El poder sanador de las malas palabras
NUEVA YORK.- What the heck? Al volver a clases mi hijo de cinco años aprendió la expresión de un amigo con hermano más grande (por supuesto). La repetía en casa con brillo en los ojos, y salía corriendo antes de que pudiéramos reaccionar. Estaba encantado con lo que percibía: era su gran transgresión. No me daba el corazón para decirle que no teníamos la menor idea de lo que quería decir, si heck era mala palabra o no, y que, aunque fuera mala palabra, volviese y terminase la sopa? Es todo parte de ser extranjero. Pero también es parte del eterno dilema de los padres en cualquier lugar del mundo sobre qué hacer cuando los chicos incorporan groserías, o supuestas groserías, a su lenguaje.

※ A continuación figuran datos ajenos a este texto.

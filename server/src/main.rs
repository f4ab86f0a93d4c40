mod config;
mod graphql;
mod http;

use std::{
    fs,
    io::{self, Write},
    path::PathBuf,
    sync::Arc,
};

use anyhow::{Context, Result};
use clap::{Args, Parser, Subcommand};
use dotenvy::dotenv;
use migration::{Migrator, MigratorTrait};
use platform_db::{DbPool, connect};
use platform_obs::{ObsConfig, init_tracing, shutdown_tracing};
use products_hr::{
    drafting::Drafter,
    legacy::{self, LegacySnapshot},
    seed,
};
use tracing::info;

use crate::{
    config::AppConfig,
    graphql::GraphqlData,
    http::{AppState, ServeConfig},
};

#[derive(Parser, Debug)]
#[command(name = "hr-tracker", version, about = "HR lifecycle tracker")]
struct Cli {
    #[command(subcommand)]
    command: Command,
}

#[derive(Subcommand, Debug)]
enum Command {
    /// Start the HTTP + GraphQL server.
    Serve(ServeCommand),
    /// Run database migrations.
    #[command(subcommand)]
    Migrate(MigrateCommand),
    /// Insert the Doha Oasis and Kien rosters into an empty employee table.
    Seed,
    /// Print the GraphQL schema in SDL.
    #[command(name = "schema:print")]
    SchemaPrint {
        #[arg(long, value_name = "FILE", help = "Destination file path")]
        output: Option<PathBuf>,
    },
    /// Load a legacy JSON snapshot into an empty store.
    Import {
        #[arg(value_name = "FILE")]
        file: PathBuf,
    },
    /// Write the store as a legacy JSON snapshot.
    Export {
        #[arg(long, value_name = "FILE", help = "Destination file path (stdout when omitted)")]
        output: Option<PathBuf>,
    },
}

#[derive(Subcommand, Debug)]
enum MigrateCommand {
    /// Apply pending migrations.
    Up,
    /// Rollback the most recent migration.
    Down,
    /// Drop every table and re-apply all migrations.
    Reset,
}

#[derive(Args, Debug)]
struct ServeCommand {
    #[arg(long, default_value = "0.0.0.0")]
    host: std::net::IpAddr,
    #[arg(long, default_value_t = 8080)]
    port: u16,
    #[arg(long, help = "Allow starting even when migrations are pending")]
    allow_dirty: bool,
}

impl From<&ServeCommand> for ServeConfig {
    fn from(value: &ServeCommand) -> Self {
        ServeConfig::new(value.host, value.port)
    }
}

#[tokio::main]
async fn main() -> Result<()> {
    dotenv().ok();
    init_tracing(ObsConfig::from_env())?;
    let cli = Cli::parse();
    let result = run(cli).await;
    shutdown_tracing();
    result
}

async fn run(cli: Cli) -> Result<()> {
    let app_config = Arc::new(AppConfig::load()?);
    match cli.command {
        Command::Serve(cmd) => run_server(cmd, app_config).await,
        Command::Migrate(action) => {
            let pool = setup_pool(&app_config).await?;
            match action {
                MigrateCommand::Up => {
                    Migrator::up(&pool, None).await?;
                    info!("database migrations applied");
                }
                MigrateCommand::Down => {
                    Migrator::down(&pool, Some(1)).await?;
                    info!("most recent migration rolled back");
                }
                MigrateCommand::Reset => {
                    Migrator::fresh(&pool).await?;
                    info!("database reset to an empty schema");
                }
            }
            Ok(())
        }
        Command::Seed => run_seed(&app_config).await,
        Command::SchemaPrint { output } => schema_print(&app_config, output).await,
        Command::Import { file } => run_import(&app_config, file).await,
        Command::Export { output } => run_export(&app_config, output).await,
    }
}

async fn setup_pool(config: &AppConfig) -> Result<DbPool> {
    connect(&config.database).await.map_err(Into::into)
}

fn build_schema(pool: DbPool, config: &AppConfig) -> Result<graphql::SchemaType> {
    let drafter = Drafter::from_config(config.drafting.clone())
        .context("failed to build the AI drafting client")?;
    Ok(graphql::build_schema(GraphqlData {
        pool,
        drafter: Arc::new(drafter),
    }))
}

async fn run_server(cmd: ServeCommand, config: Arc<AppConfig>) -> Result<()> {
    let pool = setup_pool(&config).await?;
    ensure_migrations(&pool, cmd.allow_dirty).await?;
    if config.seed_on_start {
        let inserted = seed::seed_rosters(&pool).await?;
        if inserted > 0 {
            info!(inserted, "employee rosters seeded");
        }
    }
    let schema = build_schema(pool.clone(), &config)?;
    let state = AppState {
        pool,
        schema,
        config: config.clone(),
    };
    http::serve((&cmd).into(), state).await
}

async fn ensure_migrations(pool: &DbPool, allow_dirty: bool) -> Result<()> {
    let pending = Migrator::get_pending_migrations(pool).await?;
    if !pending.is_empty() && !allow_dirty {
        anyhow::bail!(
            "pending migrations detected; run `hr-tracker migrate up` or pass --allow-dirty"
        );
    }
    Ok(())
}

async fn run_seed(config: &AppConfig) -> Result<()> {
    let pool = setup_pool(config).await?;
    ensure_migrations(&pool, false).await?;
    let inserted = seed::seed_rosters(&pool).await?;
    if inserted == 0 {
        info!("employee table already populated; nothing seeded");
    } else {
        info!(inserted, "employee rosters seeded");
    }
    Ok(())
}

async fn schema_print(config: &AppConfig, path: Option<PathBuf>) -> Result<()> {
    // SDL generation never touches the database.
    let pool = connect(&platform_db::DatabaseSettings::in_memory()).await?;
    let sdl = build_schema(pool, config)?.sdl();
    write_output(path, &sdl)
}

async fn run_import(config: &AppConfig, file: PathBuf) -> Result<()> {
    let raw = fs::read_to_string(&file)
        .with_context(|| format!("failed to read {}", file.display()))?;
    let snapshot: LegacySnapshot = serde_json::from_str(&raw)
        .with_context(|| format!("{} is not a valid snapshot", file.display()))?;
    let pool = setup_pool(config).await?;
    ensure_migrations(&pool, false).await?;
    let summary = legacy::import_snapshot(&pool, snapshot).await?;
    info!(
        employees = summary.employees,
        positions = summary.positions,
        tasks = summary.tasks,
        requests = summary.requests,
        onboardings = summary.onboardings,
        separations = summary.separations,
        performance = summary.performance,
        skipped = summary.skipped,
        "legacy snapshot imported"
    );
    Ok(())
}

async fn run_export(config: &AppConfig, output: Option<PathBuf>) -> Result<()> {
    let pool = setup_pool(config).await?;
    ensure_migrations(&pool, false).await?;
    let snapshot = legacy::export_snapshot(&pool).await?;
    let json = serde_json::to_string_pretty(&snapshot)?;
    write_output(output, &json)
}

fn write_output(path: Option<PathBuf>, contents: &str) -> Result<()> {
    match path {
        Some(path) => {
            fs::write(&path, contents)
                .with_context(|| format!("failed to write {}", path.display()))?;
            info!(path = %path.display(), "output written");
        }
        None => {
            let mut stdout = io::stdout().lock();
            stdout.write_all(contents.as_bytes())?;
            stdout.write_all(b"\n")?;
        }
    }
    Ok(())
}

#[cfg(test)]
mod tests {
    use super::*;

    #[test]
    fn cli_parses_import_and_export() {
        let cli = Cli::try_parse_from(["hr-tracker", "import", "snapshot.json"]).unwrap();
        assert!(matches!(cli.command, Command::Import { file } if file == PathBuf::from("snapshot.json")));

        let cli = Cli::try_parse_from(["hr-tracker", "export", "--output", "out.json"]).unwrap();
        assert!(matches!(cli.command, Command::Export { output: Some(_) }));
    }

    #[test]
    fn cli_parses_migrate_reset_and_schema_print() {
        let cli = Cli::try_parse_from(["hr-tracker", "migrate", "reset"]).unwrap();
        assert!(matches!(cli.command, Command::Migrate(MigrateCommand::Reset)));

        let cli = Cli::try_parse_from(["hr-tracker", "schema:print"]).unwrap();
        assert!(matches!(cli.command, Command::SchemaPrint { output: None }));
    }
}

Aquí, además, el tema está a la orden del día porque dos libros acaban de salir en defensa de la blasfemia: What the F: What Swearing Reveals About Our Language, Our Brains, and Ourselves de Benjamin K. Bergen, y In Praise of Profanity, de Michael Adams.
Ambos autores parten de que lo blasfemo cambia y se adapta con el lenguaje en general. Pero Bergen está especialmente interesado en la neurolinguística. Más allá del conocido síndrome de Tourette, sostiene que a hay un campo importante en por qué algunas palabras subidas de tono dan tanta satisfacción a nuestro cerebro, o por qué gente que sufre un accidente en el cerebro puede perder su capacidad de hablar normalmente y sólo retener insultos o palabrotas.
Adams, por su parte, dice que estamos viviendo en la era de la blasfemia, y que esto es algo bueno. Sostiene que por demasiado tiempo las prohibiciones contra las malas palabras fueron parte de una guerra de clase, una forma de criticar y silenciar a la gente común. Vulgar y ordinario, nos recuerda, son sinónimos de común.
Adams explica cómo las malas palabras pueden crear un contexto de intimidad, mostrando que se tiene una enorme confianza al desarrollar una conversación con lenguaje no apto para el resto del mundo. Argumenta también que las malas palabras pueden ser empleadas para expresar mundos internos y sentimientos de manera que, en ciertos contextos, se perdería con un lenguaje más puro. El caso más emblemático posiblemente siga siendo el del libro How Late it Was, How Late, de James Kelman. Fue muy criticado por las más de cuatro mil veces que aparecía "fuck" o derivados en el texto -y luego ganó el Man Booker Prize de 1994. ¿Si todo esto convencerá? Difícilmente, al menos, en el subgrupo de las madres con niños que empiezan a experimentar con el lenguaje, aunque cuando sale este tipo de defensas de las groserías se puede abrir el debate de manera interesante. Uno de los últimos libros de Kingsley Amis, por ejemplo, The King's English, tuvo un capítulo disparado por la indignación que le produjo el premio a Kelman. Claro que siendo él mismo un provocador, era sobre todo porque le parecía que el uso del lenguaje de Kelman ya para entonces era anticuado.
Mientras tanto, una mínima investigación iluminó que what the heck es algo así como qué diablos. Pero, para entonces, nuestro hijo había sido vencido por la indiferencia parental, y la frase había desaparecido, al menos hasta el próximo desafío de rigor.